Task objective -
Every line containing the string "Mutex" is to be copied from the records.
━━━━━ Information given
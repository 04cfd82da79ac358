//! Key/value storage backends.
//!
//! A backend behaves like browser local storage: string keys map to string
//! values, a missing key reads as `None`, and removing a missing key is not
//! an error.

mod file;
mod memory;

pub use file::FileStorage;
pub use memory::MemoryStorage;

use crate::error::Result;

/// Durable string storage.
pub trait StorageBackend: Send + Sync {
    /// Read the value stored under `key`.
    fn get_item(&self, key: &str) -> Result<Option<String>>;

    /// Store `value` under `key`, replacing any previous value.
    fn set_item(&self, key: &str, value: &str) -> Result<()>;

    /// Delete the value stored under `key`.
    fn remove_item(&self, key: &str) -> Result<()>;
}

impl<T: StorageBackend + ?Sized> StorageBackend for Box<T> {
    fn get_item(&self, key: &str) -> Result<Option<String>> {
        (**self).get_item(key)
    }

    fn set_item(&self, key: &str, value: &str) -> Result<()> {
        (**self).set_item(key, value)
    }

    fn remove_item(&self, key: &str) -> Result<()> {
        (**self).remove_item(key)
    }
}
use std::collections::HashMap;
use std::sync::{Arc, Mutex, PoisonError};

use super::StorageBackend;
use crate::error::Result;

/// In-memory storage for tests and hosts without a writable disk.
///
/// Clones share the same map, so a test can keep a handle and inspect what
/// the store wrote.
#[derive(Clone, Debug, Default)]
pub struct MemoryStorage {
    items: Arc<Mutex<HashMap<String, String>>>,
}

impl MemoryStorage {
    pub fn new() -> Self {
        Self::default()
    }

    /// Number of stored keys.
    pub fn len(&self) -> usize {
        self.items.lock().unwrap_or_else(PoisonError::into_inner).len()
    }

    pub fn is_empty(&self) -> bool {
        self.len() == 0
    }
}

impl StorageBackend for MemoryStorage {
    fn get_item(&self, key: &str) -> Result<Option<String>> {
        let items = self.items.lock().unwrap_or_else(PoisonError::into_inner);
        Ok(items.get(key).cloned())
    }

    fn set_item(&self, key: &str, value: &str) -> Result<()> {
        let mut items = self.items.lock().unwrap_or_else(PoisonError::into_inner);
        items.insert(key.to_string(), value.to_string());
        Ok(())
    }

    fn remove_item(&self, key: &str) -> Result<()> {
        let mut items = self.items.lock().unwrap_or_else(PoisonError::into_inner);
        items.remove(key);
        Ok(())
    }
}
//! Policy announcements.

use serde::{Deserialize, Serialize};

/// A published policy document.
#[derive(Debug, Clone, PartialEq, Eq, Serialize, Deserialize)]
#[serde(rename_all = "camelCase")]
pub struct Policy {
    pub id: String,
    pub title: String,

    /// Short teaser shown in lists.
    pub summary: String,

    /// Full text, paragraphs separated by blank lines.
    pub content: String,
    pub category: String,
    pub publish_date: String,
    pub effective_date: String,

    /// Region the policy applies to.
    pub location: String,

    #[serde(default)]
    pub tags: Vec<String>,

    /// Issuing office.
    pub author: String,

    /// Shown with a "new" badge.
    #[serde(default)]
    pub is_new: bool,
}

impl Policy {
    /// Whether the policy carries `tag`.
    pub fn has_tag(&self, tag: &str) -> bool {
        self.tags.iter().any(|t| t == tag)
    }
}
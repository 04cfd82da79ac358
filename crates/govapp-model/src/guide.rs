//! Common-transaction guides.
//!
//! A guide describes how to complete one government procedure: what to
//! bring, where to go, the steps in order, and which fields the online
//! application form asks for.

use serde::{Deserialize, Serialize};

/// Guide entry for a frequently used government procedure.
#[derive(Debug, Clone, PartialEq, Eq, Serialize, Deserialize)]
#[serde(rename_all = "camelCase")]
pub struct CommonTransaction {
    pub id: String,
    pub title: String,
    pub description: String,

    /// Emoji shown on the service tile.
    pub icon: String,

    /// Service category (e.g. "户政服务").
    pub category: String,
    pub estimated_time: String,

    /// Short list of key documents.
    #[serde(default)]
    pub required_documents: Vec<String>,

    /// Ordered procedure steps, already numbered for display.
    #[serde(default)]
    pub process: Vec<String>,

    /// Full material checklist.
    #[serde(default)]
    pub materials: Vec<String>,

    /// Where to apply in person.
    pub address: String,

    /// Field names of the online application form, in display order.
    #[serde(default)]
    pub online_form_fields: Vec<String>,
}

impl CommonTransaction {
    /// Number of procedure steps.
    pub fn step_count(&self) -> usize {
        self.process.len()
    }

    /// Whether the online form asks for `field`.
    pub fn has_form_field(&self, field: &str) -> bool {
        self.online_form_fields.iter().any(|f| f == field)
    }
}
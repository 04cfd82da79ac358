//! Data model for the government services front end.
//!
//! The types here mirror the JSON records the front end exchanges and
//! persists, so every struct serializes with camelCase field names and every
//! enum with lowercase variants.
//!
//! - [`user`]: session user and role
//! - [`search`]: search history entries
//! - [`location`]: last-known position
//! - [`transaction`]: in-progress transactions and their steps
//! - [`policy`]: policy announcements
//! - [`guide`]: common-transaction guides

pub mod guide;
pub mod location;
pub mod policy;
pub mod search;
pub mod transaction;
pub mod user;

pub use guide::CommonTransaction;
pub use location::Location;
pub use policy::Policy;
pub use search::SearchHistoryEntry;
pub use transaction::{Step, StepStatus, Transaction, TransactionStatus};
pub use user::{User, UserType};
━━━━━━━━━━
Task output -
use std::sync::{Arc, Mutex, PoisonError};
    items: Arc<Mutex<HashMap<String, String>>>,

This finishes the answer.